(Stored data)
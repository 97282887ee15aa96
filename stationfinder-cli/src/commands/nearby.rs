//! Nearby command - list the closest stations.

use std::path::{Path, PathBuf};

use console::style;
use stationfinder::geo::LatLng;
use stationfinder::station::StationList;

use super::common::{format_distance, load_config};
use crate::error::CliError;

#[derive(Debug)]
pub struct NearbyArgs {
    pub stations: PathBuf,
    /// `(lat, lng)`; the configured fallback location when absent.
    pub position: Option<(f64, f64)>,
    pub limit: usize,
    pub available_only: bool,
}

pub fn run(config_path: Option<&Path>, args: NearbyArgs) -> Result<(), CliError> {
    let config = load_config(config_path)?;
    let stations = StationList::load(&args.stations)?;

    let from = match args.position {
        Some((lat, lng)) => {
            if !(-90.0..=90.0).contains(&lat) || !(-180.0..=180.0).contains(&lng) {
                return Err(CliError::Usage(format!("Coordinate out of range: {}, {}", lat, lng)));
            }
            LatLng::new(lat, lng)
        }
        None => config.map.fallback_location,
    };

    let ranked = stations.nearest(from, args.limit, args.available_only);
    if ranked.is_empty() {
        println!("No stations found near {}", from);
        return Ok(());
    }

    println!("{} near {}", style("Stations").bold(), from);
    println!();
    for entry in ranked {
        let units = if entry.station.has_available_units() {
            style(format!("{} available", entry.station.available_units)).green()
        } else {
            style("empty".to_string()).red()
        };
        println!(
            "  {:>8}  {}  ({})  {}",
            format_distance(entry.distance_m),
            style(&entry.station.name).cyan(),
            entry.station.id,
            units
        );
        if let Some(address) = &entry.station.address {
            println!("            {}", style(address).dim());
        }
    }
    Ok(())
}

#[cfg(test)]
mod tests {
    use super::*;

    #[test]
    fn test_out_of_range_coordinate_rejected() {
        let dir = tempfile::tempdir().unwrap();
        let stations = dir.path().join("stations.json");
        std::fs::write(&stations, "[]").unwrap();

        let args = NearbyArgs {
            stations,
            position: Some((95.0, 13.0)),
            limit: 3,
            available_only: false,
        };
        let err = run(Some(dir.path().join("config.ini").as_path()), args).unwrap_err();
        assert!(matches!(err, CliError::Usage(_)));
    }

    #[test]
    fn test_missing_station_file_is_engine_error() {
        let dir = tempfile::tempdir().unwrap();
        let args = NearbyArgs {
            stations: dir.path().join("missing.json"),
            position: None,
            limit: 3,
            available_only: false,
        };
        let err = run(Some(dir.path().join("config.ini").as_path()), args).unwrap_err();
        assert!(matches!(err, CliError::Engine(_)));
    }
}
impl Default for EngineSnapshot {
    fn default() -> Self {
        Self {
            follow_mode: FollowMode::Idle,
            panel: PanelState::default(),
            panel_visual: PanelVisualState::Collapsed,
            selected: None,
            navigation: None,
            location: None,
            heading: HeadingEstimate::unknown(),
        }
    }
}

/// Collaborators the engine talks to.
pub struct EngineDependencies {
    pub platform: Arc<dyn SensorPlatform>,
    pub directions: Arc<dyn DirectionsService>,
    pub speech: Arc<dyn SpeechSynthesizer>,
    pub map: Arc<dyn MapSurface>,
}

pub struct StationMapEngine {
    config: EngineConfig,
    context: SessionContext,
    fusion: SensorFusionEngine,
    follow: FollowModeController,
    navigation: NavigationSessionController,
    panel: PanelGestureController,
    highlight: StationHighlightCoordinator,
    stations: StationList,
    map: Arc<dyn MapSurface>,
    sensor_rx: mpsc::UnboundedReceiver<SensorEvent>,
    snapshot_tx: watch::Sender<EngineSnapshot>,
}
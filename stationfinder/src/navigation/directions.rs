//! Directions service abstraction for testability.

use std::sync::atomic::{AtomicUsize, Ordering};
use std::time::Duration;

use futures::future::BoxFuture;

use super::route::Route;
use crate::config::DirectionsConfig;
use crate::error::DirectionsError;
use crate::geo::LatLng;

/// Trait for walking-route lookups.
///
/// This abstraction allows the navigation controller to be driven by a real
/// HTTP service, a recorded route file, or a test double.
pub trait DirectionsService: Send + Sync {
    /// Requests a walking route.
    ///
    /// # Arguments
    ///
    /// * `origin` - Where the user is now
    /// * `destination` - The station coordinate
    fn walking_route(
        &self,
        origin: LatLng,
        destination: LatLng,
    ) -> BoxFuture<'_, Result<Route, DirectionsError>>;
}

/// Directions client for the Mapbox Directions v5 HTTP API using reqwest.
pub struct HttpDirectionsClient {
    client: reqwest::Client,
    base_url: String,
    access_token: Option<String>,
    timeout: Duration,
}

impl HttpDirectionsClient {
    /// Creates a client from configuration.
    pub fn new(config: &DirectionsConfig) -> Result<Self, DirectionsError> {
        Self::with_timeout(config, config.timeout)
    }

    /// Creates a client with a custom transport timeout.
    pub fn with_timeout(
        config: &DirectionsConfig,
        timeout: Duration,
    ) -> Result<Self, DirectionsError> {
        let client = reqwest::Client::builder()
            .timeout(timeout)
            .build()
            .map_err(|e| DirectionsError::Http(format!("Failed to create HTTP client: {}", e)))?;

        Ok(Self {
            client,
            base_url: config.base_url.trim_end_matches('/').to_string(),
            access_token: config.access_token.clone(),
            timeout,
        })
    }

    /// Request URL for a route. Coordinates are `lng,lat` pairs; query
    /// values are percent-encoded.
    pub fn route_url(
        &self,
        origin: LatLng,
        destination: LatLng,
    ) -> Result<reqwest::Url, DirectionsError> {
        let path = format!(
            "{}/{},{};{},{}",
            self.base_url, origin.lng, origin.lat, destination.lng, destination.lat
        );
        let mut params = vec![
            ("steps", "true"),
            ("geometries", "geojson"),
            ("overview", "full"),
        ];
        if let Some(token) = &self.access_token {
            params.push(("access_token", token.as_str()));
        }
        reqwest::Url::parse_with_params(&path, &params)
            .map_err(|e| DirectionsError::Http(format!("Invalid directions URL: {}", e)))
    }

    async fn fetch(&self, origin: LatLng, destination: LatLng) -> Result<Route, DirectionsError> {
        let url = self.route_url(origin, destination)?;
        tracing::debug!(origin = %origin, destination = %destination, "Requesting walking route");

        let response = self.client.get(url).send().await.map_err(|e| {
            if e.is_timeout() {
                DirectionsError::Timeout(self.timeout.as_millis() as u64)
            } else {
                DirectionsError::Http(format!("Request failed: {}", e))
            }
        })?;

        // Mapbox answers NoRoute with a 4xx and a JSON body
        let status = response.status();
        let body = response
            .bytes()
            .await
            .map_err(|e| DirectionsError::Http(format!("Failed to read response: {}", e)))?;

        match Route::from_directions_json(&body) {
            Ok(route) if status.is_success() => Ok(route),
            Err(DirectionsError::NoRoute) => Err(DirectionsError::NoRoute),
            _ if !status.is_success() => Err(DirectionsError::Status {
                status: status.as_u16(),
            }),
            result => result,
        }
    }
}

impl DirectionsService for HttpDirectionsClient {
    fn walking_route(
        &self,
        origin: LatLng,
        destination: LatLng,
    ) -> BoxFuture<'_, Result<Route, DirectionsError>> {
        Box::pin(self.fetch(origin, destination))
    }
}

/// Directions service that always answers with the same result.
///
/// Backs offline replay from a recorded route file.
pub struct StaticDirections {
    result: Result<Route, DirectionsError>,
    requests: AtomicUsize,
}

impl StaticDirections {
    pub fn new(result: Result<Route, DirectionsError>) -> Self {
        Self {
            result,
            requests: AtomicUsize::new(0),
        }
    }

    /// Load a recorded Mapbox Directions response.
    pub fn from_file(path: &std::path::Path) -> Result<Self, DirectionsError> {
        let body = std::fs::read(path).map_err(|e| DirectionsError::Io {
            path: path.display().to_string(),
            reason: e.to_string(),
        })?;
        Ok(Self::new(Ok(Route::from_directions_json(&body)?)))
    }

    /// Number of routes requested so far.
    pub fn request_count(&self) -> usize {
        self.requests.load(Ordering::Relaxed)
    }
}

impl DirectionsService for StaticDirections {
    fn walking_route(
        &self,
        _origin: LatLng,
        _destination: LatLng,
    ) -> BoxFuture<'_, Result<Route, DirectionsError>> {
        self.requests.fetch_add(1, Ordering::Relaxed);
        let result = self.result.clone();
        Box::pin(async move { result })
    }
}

PROBLEM STATEMENT: Show the lines of the records that include the string "StationList".

SOLUTION FOR THIS TASK:
use stationfinder::station::StationList;
    let stations = StationList::load(&args.stations)?;
    stations: StationList,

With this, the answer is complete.